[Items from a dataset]
|---|

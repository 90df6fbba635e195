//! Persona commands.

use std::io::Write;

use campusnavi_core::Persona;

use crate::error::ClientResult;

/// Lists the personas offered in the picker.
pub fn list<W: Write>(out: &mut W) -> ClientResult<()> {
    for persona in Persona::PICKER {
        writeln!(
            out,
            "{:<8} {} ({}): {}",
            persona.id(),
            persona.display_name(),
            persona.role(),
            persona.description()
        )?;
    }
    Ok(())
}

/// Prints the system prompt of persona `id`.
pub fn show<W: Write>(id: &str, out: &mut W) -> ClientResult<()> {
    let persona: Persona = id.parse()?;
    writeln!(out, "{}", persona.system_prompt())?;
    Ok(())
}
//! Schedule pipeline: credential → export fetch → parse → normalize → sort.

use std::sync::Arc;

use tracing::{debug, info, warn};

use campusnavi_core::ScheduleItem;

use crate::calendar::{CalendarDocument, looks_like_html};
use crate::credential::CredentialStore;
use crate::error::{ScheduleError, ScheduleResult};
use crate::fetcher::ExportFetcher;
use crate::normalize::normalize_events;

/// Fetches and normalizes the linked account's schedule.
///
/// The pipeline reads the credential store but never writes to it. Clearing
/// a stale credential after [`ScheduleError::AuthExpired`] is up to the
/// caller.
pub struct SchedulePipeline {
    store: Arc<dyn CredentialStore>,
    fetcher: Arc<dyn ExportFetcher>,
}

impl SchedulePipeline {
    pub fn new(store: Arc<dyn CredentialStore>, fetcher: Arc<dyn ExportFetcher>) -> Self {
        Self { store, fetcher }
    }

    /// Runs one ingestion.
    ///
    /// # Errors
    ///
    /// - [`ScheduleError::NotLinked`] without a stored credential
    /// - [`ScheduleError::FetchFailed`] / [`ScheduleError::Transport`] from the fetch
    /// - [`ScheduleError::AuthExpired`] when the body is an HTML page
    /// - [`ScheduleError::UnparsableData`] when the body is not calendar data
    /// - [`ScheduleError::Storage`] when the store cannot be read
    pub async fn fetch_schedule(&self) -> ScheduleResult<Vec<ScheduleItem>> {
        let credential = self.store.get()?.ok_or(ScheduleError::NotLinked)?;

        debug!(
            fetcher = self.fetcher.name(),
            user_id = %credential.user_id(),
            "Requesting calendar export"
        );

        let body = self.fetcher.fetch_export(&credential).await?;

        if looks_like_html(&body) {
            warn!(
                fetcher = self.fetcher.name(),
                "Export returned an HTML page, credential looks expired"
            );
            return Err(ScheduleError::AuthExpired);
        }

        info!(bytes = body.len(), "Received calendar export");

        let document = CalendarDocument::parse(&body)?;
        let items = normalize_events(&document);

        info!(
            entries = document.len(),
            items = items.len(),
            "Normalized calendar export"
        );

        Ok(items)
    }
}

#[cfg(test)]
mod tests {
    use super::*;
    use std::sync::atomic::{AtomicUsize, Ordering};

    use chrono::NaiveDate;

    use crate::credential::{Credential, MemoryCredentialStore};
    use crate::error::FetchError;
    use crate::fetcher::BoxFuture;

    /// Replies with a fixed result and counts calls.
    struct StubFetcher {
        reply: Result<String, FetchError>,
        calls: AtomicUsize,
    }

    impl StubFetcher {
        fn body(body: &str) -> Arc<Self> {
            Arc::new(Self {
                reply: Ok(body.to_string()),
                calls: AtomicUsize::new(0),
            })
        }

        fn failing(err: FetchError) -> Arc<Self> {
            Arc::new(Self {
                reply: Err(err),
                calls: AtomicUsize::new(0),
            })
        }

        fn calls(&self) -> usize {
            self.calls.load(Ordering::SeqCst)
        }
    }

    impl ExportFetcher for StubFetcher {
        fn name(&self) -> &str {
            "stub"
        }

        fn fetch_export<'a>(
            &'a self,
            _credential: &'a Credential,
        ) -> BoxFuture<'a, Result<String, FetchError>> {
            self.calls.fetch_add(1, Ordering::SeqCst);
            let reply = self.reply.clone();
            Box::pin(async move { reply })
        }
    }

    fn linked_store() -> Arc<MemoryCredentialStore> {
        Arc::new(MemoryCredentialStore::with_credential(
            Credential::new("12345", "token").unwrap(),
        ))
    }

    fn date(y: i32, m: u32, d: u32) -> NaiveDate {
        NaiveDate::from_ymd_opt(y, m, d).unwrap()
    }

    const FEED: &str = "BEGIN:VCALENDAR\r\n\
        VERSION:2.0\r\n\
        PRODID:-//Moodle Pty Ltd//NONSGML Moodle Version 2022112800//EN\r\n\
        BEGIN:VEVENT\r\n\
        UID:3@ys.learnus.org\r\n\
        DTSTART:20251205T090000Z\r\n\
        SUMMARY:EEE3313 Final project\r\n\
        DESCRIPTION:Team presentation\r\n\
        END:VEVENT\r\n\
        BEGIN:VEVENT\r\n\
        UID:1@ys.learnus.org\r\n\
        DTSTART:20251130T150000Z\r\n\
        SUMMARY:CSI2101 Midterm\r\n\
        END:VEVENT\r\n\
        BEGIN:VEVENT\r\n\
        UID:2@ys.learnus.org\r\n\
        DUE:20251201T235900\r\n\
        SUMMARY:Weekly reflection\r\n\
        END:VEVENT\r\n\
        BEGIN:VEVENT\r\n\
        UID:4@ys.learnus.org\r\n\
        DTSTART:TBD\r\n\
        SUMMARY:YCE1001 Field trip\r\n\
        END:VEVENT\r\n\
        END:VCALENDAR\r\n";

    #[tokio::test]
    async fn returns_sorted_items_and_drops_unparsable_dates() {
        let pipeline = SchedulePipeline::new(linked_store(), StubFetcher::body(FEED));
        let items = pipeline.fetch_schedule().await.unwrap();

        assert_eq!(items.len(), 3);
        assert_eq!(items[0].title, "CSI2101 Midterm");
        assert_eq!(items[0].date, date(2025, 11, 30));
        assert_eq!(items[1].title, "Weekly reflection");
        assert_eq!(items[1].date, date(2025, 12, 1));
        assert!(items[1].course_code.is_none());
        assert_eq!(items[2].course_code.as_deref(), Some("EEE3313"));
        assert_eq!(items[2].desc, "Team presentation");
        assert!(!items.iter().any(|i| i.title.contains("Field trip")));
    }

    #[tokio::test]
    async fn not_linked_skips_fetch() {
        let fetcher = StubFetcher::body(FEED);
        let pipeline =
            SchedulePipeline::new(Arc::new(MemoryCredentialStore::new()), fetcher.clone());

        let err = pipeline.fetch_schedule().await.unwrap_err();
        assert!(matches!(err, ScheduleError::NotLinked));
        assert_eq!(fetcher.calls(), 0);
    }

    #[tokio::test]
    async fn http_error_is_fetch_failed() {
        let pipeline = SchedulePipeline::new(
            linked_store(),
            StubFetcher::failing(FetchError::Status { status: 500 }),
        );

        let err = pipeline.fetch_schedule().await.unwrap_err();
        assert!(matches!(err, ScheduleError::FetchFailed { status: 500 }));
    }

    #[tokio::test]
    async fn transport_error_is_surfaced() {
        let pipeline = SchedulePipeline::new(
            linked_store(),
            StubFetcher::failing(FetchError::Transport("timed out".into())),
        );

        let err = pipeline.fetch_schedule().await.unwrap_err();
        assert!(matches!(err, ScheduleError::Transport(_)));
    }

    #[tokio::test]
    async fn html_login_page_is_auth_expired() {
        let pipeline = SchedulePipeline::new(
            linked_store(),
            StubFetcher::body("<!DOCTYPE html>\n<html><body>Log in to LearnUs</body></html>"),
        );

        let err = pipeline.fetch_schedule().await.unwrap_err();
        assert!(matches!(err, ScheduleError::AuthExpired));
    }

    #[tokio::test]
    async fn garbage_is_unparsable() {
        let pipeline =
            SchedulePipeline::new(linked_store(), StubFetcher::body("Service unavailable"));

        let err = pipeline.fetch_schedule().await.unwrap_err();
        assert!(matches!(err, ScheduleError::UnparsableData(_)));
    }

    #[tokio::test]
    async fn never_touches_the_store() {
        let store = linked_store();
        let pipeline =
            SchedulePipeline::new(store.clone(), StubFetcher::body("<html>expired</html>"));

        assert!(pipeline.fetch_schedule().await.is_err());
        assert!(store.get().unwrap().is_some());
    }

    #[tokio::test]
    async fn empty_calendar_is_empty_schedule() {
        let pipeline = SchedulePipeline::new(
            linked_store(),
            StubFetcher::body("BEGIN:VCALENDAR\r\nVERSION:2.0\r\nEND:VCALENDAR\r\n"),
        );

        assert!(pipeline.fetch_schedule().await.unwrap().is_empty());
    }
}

|---|

Copy each line of the records above that carries the word "AuthExpired".

/// a stale credential after [`ScheduleError::AuthExpired`] is up to the
    /// - [`ScheduleError::AuthExpired`] when the body is an HTML page
            return Err(ScheduleError::AuthExpired);
        assert!(matches!(err, ScheduleError::AuthExpired));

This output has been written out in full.